Problem => Every line below that contains the word "false" must be copied.

Exercise data section start

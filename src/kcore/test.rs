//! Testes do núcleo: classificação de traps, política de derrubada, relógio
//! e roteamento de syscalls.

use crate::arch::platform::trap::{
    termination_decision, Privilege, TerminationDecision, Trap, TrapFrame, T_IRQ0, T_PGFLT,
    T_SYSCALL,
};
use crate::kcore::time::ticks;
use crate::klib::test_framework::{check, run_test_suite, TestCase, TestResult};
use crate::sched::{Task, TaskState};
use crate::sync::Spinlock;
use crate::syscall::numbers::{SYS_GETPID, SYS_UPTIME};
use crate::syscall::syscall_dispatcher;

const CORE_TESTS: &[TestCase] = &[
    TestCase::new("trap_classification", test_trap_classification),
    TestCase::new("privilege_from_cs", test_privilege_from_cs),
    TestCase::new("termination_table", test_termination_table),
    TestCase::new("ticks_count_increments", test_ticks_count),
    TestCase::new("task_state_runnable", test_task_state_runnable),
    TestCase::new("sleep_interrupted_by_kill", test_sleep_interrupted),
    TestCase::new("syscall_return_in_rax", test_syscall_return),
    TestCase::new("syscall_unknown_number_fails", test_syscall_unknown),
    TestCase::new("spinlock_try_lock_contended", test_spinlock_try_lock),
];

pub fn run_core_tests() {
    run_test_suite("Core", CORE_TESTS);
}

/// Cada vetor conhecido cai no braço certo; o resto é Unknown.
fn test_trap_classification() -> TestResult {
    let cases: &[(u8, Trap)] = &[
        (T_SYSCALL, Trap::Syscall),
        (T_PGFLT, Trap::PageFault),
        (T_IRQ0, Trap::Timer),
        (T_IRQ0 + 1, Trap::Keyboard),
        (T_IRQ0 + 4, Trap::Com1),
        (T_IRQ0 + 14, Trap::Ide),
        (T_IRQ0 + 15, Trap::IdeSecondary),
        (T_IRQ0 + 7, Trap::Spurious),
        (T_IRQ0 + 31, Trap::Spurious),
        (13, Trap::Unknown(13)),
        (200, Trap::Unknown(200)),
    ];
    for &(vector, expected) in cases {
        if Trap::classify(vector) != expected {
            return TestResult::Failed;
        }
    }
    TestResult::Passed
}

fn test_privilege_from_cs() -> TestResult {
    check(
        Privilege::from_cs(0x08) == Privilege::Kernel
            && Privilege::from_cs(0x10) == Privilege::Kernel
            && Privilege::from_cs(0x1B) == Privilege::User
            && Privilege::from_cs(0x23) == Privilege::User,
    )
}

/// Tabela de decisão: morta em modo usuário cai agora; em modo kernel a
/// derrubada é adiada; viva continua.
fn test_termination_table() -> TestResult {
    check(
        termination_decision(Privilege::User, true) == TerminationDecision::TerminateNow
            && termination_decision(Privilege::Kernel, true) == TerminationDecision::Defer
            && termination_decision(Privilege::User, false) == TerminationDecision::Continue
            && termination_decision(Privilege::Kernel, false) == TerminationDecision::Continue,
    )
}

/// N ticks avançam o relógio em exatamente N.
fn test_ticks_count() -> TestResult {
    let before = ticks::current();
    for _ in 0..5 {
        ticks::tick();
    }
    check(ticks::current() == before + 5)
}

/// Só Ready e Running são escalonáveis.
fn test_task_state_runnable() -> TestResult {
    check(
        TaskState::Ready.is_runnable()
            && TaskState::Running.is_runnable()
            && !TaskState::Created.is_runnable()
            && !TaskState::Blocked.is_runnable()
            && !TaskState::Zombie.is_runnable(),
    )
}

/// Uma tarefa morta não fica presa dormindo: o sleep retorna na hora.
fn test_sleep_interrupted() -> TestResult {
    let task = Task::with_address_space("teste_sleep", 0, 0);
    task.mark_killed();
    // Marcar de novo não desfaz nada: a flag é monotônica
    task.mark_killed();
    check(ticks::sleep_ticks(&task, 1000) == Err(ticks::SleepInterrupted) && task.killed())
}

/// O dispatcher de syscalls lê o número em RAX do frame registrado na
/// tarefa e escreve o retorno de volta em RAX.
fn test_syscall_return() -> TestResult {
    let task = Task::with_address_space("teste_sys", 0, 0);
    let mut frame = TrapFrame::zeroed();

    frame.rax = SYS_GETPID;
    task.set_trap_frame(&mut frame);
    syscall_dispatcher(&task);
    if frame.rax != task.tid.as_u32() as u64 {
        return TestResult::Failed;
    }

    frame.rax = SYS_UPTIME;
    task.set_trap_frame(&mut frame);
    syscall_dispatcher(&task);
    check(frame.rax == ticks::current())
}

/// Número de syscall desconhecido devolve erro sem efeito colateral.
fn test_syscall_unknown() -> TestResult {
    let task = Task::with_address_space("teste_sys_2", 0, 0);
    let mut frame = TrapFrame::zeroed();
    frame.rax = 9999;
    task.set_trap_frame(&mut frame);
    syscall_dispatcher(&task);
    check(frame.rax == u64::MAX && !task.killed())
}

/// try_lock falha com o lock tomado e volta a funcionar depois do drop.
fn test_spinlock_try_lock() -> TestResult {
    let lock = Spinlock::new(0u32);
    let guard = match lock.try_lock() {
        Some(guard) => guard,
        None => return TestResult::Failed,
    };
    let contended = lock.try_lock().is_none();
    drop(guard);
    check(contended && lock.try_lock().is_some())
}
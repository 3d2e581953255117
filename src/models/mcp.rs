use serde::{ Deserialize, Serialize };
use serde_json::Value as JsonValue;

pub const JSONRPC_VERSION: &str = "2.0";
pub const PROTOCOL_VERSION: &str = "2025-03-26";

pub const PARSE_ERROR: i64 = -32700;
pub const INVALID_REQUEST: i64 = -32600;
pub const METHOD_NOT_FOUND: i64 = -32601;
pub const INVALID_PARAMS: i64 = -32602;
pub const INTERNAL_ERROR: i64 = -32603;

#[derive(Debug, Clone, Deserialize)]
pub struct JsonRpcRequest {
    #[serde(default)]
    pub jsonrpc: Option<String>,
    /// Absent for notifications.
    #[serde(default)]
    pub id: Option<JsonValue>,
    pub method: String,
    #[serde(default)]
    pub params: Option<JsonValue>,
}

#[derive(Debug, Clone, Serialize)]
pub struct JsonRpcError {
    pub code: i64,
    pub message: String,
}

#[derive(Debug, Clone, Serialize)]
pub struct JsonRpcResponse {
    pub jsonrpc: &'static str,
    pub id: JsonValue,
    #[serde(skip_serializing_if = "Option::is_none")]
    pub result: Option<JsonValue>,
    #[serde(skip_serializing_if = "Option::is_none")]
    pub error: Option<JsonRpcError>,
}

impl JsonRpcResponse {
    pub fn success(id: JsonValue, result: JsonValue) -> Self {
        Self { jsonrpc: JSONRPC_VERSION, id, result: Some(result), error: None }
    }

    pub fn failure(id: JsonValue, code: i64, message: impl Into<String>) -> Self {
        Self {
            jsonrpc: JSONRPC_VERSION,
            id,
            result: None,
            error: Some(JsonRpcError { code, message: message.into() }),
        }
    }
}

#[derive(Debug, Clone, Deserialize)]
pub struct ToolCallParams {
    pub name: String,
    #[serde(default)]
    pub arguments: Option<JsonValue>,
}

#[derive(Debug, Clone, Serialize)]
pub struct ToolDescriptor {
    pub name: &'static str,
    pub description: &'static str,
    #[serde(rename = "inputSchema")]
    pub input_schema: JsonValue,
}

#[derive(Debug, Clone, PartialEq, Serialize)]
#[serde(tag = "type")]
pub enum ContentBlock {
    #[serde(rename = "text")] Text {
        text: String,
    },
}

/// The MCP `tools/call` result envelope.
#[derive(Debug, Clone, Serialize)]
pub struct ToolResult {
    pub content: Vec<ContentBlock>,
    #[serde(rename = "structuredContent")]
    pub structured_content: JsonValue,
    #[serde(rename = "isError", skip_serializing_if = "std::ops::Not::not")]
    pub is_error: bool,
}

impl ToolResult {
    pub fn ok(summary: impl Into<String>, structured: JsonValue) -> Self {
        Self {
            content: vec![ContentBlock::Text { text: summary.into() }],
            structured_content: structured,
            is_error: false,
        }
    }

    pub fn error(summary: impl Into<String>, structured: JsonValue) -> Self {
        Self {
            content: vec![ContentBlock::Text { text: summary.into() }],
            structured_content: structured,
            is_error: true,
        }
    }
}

Exercise data section end
Exercise data section start

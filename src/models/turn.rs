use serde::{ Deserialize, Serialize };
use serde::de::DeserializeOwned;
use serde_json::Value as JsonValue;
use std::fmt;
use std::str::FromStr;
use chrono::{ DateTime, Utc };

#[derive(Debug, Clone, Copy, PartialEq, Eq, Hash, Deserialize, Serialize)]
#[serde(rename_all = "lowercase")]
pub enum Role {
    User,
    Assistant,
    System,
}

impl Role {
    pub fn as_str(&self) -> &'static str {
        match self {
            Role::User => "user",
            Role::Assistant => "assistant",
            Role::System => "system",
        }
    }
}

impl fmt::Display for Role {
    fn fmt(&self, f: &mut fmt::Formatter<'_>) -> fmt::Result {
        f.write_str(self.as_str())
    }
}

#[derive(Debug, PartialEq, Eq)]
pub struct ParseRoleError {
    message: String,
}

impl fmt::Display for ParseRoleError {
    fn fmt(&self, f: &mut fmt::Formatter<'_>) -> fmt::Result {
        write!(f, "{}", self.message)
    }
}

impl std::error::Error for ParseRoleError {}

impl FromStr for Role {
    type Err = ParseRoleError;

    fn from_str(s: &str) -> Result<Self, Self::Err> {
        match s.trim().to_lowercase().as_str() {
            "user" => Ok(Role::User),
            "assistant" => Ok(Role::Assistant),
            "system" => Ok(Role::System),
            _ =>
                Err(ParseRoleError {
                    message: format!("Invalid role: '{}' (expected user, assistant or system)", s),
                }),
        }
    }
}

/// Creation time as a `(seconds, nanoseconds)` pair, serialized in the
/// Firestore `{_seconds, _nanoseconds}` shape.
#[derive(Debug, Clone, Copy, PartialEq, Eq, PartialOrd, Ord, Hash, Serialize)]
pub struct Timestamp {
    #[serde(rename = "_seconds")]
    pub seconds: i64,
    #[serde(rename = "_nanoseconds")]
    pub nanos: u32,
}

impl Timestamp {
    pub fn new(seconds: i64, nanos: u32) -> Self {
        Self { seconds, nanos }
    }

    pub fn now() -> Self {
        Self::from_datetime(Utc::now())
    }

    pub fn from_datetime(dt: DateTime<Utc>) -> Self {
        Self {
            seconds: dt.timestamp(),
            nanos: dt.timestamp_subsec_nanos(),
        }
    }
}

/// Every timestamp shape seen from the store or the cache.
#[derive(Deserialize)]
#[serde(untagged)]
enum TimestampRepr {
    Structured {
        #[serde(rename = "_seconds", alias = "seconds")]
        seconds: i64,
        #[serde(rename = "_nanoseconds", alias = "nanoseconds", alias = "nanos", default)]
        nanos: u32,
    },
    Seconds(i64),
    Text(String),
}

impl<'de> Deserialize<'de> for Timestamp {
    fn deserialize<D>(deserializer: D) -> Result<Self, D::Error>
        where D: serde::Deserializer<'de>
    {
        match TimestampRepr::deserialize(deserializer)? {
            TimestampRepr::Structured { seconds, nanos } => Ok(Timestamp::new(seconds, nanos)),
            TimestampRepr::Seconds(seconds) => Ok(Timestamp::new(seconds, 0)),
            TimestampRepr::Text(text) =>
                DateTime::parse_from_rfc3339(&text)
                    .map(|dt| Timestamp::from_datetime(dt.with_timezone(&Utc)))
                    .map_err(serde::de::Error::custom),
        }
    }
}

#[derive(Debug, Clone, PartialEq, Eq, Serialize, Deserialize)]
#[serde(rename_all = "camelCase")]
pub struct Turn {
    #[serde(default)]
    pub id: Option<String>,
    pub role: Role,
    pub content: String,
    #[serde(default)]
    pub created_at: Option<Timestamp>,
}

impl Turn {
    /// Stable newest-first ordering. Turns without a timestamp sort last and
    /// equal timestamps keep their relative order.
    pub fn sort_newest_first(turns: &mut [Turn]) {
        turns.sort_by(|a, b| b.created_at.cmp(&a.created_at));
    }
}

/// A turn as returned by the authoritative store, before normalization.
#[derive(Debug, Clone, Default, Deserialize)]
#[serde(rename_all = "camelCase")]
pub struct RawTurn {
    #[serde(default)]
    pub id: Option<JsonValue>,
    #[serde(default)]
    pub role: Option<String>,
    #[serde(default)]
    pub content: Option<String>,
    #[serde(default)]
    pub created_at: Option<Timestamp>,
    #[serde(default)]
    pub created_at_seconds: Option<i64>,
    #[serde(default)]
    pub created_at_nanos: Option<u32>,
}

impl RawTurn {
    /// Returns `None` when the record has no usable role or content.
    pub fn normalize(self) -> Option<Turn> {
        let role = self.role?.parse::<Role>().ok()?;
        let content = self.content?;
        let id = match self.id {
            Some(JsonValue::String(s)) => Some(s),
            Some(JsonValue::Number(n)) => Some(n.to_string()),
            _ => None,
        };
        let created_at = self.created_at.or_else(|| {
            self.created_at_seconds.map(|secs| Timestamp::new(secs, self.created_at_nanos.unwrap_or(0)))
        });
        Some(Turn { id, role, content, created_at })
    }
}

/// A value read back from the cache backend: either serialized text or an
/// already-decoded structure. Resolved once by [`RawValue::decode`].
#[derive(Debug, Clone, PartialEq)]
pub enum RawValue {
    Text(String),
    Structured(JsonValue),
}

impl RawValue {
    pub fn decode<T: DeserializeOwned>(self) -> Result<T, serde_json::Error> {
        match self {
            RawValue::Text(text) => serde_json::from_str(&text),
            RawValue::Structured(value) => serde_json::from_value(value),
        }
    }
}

Exercise data section end
Exercise data section start

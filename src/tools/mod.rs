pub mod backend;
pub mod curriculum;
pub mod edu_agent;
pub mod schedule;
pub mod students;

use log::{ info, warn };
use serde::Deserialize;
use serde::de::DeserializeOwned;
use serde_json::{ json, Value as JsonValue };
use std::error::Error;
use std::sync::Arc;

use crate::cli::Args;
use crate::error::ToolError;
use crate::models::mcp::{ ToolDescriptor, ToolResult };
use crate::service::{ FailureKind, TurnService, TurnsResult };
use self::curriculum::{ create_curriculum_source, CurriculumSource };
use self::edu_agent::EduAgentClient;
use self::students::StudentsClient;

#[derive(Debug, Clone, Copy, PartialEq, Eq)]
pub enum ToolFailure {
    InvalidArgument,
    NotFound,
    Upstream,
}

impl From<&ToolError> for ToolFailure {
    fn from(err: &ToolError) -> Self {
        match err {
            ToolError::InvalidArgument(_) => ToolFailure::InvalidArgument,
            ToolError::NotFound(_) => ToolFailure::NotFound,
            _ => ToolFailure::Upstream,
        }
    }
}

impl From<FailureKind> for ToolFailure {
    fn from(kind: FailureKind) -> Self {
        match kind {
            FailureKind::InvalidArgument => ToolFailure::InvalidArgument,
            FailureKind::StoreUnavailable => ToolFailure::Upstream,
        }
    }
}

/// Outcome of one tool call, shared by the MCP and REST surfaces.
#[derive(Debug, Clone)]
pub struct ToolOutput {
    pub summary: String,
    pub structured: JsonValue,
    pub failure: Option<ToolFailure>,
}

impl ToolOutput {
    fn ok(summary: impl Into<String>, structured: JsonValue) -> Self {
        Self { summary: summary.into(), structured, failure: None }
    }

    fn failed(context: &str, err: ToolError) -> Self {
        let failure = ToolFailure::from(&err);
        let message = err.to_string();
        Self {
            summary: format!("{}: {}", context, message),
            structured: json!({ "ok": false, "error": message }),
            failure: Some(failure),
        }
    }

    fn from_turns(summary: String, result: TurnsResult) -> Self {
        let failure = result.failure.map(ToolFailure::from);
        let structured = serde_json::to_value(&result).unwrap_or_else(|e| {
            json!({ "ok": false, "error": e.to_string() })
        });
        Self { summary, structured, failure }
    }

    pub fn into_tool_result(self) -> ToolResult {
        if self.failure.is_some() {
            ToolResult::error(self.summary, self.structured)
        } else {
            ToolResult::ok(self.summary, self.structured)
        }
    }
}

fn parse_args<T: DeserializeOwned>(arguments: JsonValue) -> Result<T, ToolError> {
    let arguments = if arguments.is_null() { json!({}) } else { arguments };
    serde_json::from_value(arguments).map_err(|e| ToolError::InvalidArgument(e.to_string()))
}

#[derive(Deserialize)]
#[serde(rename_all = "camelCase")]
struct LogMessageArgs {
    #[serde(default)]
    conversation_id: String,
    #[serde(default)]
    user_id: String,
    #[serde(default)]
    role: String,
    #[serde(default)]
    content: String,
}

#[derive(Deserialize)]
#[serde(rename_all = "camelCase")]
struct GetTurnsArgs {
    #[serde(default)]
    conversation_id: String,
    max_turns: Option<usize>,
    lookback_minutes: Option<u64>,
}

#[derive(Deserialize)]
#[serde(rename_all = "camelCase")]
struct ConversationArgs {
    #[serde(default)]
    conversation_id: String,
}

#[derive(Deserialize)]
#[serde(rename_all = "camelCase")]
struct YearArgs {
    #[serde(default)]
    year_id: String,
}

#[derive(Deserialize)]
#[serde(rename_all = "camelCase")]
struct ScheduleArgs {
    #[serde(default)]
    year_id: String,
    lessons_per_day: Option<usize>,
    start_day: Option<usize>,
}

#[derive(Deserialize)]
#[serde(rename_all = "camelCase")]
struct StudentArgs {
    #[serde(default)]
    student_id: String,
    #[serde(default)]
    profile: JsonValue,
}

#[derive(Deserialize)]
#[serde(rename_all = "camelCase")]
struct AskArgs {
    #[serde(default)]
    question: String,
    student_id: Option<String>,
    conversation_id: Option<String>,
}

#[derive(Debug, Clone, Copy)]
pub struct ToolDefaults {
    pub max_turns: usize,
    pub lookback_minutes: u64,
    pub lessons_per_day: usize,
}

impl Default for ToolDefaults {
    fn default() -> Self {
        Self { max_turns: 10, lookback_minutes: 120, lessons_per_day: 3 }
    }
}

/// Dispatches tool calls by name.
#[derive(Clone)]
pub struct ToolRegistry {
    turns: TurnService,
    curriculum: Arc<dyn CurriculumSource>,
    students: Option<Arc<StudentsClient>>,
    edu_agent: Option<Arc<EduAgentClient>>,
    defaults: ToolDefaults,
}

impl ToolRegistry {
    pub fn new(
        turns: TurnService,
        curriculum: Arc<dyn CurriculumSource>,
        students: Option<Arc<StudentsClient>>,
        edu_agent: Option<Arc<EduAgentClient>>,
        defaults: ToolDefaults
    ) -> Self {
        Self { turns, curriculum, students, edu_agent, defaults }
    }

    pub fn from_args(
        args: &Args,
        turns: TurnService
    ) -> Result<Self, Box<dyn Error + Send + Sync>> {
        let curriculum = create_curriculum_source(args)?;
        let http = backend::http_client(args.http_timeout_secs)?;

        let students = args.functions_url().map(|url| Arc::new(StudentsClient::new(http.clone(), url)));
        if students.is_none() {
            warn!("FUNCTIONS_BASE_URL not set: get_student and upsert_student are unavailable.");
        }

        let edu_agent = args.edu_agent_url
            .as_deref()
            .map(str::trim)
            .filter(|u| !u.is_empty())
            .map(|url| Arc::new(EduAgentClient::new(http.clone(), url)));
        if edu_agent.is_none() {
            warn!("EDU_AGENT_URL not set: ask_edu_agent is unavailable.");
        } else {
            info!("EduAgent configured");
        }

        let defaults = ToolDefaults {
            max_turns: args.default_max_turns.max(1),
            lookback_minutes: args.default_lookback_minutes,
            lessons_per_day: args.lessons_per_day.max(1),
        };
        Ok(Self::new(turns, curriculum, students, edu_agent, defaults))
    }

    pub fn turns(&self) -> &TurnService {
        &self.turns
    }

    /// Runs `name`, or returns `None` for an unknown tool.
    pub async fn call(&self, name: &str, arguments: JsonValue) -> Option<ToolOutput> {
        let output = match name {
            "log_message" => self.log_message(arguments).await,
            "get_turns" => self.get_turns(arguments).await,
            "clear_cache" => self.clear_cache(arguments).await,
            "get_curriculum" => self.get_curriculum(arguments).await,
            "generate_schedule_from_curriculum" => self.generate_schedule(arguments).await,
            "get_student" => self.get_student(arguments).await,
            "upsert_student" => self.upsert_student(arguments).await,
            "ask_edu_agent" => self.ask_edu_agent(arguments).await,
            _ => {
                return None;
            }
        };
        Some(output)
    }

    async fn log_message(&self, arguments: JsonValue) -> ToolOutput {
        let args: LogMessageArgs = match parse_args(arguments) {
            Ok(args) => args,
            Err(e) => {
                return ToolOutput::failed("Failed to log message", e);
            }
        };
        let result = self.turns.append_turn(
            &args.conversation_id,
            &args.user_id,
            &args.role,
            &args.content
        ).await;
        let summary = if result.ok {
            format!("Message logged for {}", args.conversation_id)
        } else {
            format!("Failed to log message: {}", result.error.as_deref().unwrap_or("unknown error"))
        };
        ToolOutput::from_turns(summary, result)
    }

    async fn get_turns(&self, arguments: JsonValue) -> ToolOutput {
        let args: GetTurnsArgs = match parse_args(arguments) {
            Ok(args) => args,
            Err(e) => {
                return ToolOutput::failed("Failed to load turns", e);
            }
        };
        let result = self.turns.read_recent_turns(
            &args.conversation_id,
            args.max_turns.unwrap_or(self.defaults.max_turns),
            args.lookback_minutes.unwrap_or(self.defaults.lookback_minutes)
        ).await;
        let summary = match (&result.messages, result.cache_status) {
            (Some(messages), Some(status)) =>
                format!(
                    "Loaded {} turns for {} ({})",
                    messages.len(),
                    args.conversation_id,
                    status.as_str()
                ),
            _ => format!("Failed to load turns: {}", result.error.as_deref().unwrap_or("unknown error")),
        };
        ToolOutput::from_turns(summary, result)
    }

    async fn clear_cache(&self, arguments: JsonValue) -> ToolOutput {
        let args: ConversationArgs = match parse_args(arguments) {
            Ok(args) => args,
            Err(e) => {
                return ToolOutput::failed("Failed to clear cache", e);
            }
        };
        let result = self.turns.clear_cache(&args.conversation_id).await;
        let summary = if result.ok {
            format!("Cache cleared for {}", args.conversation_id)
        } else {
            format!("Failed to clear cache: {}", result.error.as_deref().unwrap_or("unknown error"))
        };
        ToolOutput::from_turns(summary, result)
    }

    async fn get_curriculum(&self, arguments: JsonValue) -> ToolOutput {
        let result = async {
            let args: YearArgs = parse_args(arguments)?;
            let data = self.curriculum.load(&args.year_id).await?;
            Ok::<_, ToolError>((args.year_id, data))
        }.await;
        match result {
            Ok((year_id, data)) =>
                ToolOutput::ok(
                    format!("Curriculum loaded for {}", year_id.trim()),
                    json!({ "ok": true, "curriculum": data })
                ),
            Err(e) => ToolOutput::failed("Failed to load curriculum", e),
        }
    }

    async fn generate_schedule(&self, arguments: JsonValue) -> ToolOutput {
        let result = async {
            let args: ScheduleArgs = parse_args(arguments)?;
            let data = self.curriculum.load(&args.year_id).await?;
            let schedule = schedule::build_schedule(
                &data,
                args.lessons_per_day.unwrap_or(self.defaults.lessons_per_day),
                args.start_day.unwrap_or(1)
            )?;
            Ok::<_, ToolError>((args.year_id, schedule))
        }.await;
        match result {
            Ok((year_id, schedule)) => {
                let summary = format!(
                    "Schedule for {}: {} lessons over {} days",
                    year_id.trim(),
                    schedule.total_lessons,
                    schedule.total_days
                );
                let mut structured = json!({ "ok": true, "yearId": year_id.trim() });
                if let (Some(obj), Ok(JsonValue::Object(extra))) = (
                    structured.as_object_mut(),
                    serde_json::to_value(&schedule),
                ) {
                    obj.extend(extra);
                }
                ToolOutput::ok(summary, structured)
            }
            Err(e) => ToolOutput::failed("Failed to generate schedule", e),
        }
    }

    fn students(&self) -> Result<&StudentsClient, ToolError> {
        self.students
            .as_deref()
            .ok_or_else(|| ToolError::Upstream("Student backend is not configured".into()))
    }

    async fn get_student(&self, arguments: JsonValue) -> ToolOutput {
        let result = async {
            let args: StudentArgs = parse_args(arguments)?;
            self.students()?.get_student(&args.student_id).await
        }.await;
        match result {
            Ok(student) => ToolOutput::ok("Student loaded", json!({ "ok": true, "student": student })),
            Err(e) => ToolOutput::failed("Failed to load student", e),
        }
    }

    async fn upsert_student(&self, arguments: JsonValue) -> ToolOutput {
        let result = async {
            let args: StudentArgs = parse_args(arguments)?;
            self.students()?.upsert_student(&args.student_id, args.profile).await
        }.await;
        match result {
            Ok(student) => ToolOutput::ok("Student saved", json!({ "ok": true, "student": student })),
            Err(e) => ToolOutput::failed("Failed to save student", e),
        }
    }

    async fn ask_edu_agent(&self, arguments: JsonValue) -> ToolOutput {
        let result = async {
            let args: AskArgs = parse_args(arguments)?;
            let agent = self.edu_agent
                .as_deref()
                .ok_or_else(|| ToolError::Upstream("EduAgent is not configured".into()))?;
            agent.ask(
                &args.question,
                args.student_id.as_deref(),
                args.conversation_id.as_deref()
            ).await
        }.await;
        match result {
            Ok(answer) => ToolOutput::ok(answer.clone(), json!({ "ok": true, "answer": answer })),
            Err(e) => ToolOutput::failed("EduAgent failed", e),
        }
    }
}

Exercise data section end

Written answer =>
            && termination_decision(Privilege::User, false) == TerminationDecision::Continue
            && termination_decision(Privilege::Kernel, false) == TerminationDecision::Continue,
            is_error: false,
            structured: json!({ "ok": false, "error": message }),
            json!({ "ok": false, "error": e.to_string() })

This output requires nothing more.